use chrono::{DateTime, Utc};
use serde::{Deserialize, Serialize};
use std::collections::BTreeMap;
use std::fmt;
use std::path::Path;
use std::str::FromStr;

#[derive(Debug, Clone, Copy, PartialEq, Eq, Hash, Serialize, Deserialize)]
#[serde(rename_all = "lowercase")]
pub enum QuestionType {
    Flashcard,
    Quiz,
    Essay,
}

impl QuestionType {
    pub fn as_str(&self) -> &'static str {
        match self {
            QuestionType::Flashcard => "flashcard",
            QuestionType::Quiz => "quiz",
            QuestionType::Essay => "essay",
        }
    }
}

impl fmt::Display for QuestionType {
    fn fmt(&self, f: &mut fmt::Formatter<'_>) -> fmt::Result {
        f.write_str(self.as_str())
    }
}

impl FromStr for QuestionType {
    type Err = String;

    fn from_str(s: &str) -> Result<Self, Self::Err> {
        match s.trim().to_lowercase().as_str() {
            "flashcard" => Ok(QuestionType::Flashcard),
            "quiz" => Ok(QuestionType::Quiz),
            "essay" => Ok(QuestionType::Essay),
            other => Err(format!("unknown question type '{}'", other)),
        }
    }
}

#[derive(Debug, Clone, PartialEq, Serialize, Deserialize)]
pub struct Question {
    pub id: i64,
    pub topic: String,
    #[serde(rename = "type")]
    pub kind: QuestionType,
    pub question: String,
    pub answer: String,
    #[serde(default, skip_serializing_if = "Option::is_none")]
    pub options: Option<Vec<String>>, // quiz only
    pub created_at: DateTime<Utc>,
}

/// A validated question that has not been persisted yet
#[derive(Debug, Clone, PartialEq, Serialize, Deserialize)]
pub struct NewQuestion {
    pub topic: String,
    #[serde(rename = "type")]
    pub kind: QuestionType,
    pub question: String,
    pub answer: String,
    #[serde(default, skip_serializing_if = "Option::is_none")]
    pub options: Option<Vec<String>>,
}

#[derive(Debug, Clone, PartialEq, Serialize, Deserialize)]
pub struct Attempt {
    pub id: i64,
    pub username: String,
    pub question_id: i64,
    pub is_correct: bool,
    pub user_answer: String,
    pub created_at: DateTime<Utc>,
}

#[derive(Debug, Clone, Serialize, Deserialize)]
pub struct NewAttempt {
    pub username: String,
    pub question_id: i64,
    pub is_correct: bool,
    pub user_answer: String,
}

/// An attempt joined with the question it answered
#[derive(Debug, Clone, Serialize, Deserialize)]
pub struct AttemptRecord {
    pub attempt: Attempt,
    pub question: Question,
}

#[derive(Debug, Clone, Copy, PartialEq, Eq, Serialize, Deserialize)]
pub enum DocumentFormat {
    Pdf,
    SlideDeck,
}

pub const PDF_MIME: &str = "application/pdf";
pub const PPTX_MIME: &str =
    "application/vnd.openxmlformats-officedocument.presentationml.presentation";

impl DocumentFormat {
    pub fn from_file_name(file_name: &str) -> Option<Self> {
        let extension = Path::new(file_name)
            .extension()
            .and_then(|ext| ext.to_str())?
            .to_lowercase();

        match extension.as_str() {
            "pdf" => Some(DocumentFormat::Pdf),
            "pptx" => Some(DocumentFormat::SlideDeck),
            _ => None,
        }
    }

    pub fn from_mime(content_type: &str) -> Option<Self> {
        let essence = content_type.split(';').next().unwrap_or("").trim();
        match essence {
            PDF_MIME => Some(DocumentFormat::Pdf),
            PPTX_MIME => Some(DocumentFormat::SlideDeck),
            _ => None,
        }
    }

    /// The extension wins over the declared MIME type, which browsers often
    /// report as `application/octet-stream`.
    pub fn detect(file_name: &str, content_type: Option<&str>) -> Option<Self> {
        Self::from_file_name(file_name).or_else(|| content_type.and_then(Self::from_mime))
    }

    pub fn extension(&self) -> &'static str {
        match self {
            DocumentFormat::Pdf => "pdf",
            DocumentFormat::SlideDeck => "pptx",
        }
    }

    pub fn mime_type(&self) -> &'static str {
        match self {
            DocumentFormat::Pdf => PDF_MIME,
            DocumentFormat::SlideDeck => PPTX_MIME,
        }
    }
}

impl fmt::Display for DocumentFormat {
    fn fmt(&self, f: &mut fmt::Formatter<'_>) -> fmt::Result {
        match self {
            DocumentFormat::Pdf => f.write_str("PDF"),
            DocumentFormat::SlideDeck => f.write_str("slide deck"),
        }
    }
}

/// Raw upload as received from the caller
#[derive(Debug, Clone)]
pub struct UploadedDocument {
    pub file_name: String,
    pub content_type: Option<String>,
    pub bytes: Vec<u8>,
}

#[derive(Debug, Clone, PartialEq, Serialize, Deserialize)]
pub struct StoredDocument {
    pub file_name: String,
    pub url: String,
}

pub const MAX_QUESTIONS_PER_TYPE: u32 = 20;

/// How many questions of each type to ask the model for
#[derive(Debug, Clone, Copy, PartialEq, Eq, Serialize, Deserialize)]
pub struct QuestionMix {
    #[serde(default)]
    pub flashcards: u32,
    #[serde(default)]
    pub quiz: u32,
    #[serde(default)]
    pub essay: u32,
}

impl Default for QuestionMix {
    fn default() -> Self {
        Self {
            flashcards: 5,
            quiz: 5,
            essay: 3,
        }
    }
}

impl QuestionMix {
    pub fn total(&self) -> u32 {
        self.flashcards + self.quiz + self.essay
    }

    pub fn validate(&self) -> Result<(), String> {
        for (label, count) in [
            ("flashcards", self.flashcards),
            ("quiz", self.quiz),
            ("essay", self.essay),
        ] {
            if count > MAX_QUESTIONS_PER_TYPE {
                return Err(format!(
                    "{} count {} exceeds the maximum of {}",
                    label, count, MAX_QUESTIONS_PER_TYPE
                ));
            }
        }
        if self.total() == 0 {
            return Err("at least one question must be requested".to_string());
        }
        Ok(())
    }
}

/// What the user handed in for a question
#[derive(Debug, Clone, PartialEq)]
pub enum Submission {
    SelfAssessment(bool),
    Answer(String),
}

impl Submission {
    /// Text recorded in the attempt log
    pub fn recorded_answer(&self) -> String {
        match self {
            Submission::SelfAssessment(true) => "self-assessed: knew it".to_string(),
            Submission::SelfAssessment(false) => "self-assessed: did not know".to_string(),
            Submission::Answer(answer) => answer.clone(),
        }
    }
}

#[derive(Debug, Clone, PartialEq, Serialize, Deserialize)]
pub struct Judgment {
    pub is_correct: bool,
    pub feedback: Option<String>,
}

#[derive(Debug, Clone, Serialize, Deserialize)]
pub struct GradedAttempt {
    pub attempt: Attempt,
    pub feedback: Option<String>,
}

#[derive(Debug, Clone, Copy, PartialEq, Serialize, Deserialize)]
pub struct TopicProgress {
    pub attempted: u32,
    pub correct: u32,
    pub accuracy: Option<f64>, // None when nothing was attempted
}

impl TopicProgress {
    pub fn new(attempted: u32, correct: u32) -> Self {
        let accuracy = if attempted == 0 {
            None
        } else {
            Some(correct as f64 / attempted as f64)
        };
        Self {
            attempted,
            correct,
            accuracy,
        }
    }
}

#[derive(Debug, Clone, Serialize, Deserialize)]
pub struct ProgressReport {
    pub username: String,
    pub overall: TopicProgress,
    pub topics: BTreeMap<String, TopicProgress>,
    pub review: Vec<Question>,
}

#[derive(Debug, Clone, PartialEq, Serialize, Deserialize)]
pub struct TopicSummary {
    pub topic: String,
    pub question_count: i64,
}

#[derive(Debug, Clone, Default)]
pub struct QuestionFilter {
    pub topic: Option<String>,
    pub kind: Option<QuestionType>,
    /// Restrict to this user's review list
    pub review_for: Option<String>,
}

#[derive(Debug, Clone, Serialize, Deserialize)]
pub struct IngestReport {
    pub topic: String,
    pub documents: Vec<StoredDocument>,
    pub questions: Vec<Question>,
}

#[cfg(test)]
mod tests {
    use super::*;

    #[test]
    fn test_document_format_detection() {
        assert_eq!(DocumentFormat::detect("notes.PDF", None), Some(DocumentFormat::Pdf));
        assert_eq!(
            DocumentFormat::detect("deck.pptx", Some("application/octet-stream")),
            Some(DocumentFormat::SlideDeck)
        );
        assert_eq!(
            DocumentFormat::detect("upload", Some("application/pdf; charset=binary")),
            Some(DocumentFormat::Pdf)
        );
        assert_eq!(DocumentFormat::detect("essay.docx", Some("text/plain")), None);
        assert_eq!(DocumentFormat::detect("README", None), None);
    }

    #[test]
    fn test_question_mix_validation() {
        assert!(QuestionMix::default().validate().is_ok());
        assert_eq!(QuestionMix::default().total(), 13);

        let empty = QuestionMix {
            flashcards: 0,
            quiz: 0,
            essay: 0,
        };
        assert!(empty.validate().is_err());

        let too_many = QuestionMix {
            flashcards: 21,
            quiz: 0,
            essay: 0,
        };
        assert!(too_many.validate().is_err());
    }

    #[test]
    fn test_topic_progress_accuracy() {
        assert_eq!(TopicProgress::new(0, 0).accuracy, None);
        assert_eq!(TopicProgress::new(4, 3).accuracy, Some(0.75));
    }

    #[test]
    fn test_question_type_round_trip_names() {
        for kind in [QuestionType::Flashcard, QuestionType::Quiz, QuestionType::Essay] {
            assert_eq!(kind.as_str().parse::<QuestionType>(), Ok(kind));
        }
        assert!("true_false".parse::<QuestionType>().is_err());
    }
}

---

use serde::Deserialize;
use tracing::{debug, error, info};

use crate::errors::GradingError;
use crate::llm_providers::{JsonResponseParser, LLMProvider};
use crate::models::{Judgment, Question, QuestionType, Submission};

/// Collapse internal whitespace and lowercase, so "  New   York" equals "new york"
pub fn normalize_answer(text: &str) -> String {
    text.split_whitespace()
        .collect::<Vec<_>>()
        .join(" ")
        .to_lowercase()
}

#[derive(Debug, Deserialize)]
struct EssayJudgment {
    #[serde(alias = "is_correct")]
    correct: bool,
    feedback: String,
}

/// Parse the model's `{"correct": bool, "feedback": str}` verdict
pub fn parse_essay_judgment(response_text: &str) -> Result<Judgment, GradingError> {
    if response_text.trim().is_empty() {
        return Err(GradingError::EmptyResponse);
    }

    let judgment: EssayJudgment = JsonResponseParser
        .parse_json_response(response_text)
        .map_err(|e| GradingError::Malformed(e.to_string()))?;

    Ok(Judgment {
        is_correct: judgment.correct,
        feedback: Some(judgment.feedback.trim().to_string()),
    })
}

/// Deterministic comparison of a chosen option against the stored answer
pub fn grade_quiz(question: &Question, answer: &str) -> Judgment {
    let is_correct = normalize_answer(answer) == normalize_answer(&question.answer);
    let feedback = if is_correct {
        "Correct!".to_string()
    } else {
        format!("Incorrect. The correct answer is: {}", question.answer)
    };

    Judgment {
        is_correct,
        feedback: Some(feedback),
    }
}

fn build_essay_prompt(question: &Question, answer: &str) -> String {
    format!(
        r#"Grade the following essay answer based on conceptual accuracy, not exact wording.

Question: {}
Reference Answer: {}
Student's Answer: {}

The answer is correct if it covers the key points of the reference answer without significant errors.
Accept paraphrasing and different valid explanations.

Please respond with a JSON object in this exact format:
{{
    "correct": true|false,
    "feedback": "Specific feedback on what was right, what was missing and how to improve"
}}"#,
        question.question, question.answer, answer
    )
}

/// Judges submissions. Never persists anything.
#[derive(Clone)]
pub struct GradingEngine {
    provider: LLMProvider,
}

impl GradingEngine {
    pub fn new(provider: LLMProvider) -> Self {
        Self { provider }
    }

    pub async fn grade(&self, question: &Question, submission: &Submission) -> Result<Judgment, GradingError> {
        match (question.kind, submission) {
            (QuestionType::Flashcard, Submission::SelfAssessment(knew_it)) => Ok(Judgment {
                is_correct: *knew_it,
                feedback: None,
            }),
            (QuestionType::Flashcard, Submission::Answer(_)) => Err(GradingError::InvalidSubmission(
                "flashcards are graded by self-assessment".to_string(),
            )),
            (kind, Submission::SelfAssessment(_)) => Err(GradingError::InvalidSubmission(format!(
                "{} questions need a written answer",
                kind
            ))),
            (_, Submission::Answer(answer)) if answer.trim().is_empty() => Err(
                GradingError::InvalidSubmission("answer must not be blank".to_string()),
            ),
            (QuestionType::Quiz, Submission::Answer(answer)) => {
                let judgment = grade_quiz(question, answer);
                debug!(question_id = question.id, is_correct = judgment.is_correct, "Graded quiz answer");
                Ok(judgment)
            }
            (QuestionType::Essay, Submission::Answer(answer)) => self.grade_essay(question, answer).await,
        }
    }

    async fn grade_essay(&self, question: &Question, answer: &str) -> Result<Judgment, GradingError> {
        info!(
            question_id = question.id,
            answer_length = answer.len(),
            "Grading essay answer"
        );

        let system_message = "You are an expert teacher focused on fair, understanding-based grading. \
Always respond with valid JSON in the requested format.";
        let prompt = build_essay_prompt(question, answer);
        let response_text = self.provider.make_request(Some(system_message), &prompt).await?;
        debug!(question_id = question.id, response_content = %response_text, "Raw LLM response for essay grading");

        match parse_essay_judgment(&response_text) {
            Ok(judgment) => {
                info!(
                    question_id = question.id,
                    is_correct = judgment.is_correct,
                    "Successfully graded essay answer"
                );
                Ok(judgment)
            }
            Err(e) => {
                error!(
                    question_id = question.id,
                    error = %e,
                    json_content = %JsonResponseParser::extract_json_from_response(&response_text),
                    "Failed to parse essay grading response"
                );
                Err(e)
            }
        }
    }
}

ACTIVITY —
Across the whole listing above, report each line that includes "flashcards".

WRITTEN RESPONSE —
    pub flashcards: u32,
            flashcards: 5,
        self.flashcards + self.quiz + self.essay
            ("flashcards", self.flashcards),
            flashcards: 0,
            flashcards: 21,
                "flashcards are graded by self-assessment".to_string(),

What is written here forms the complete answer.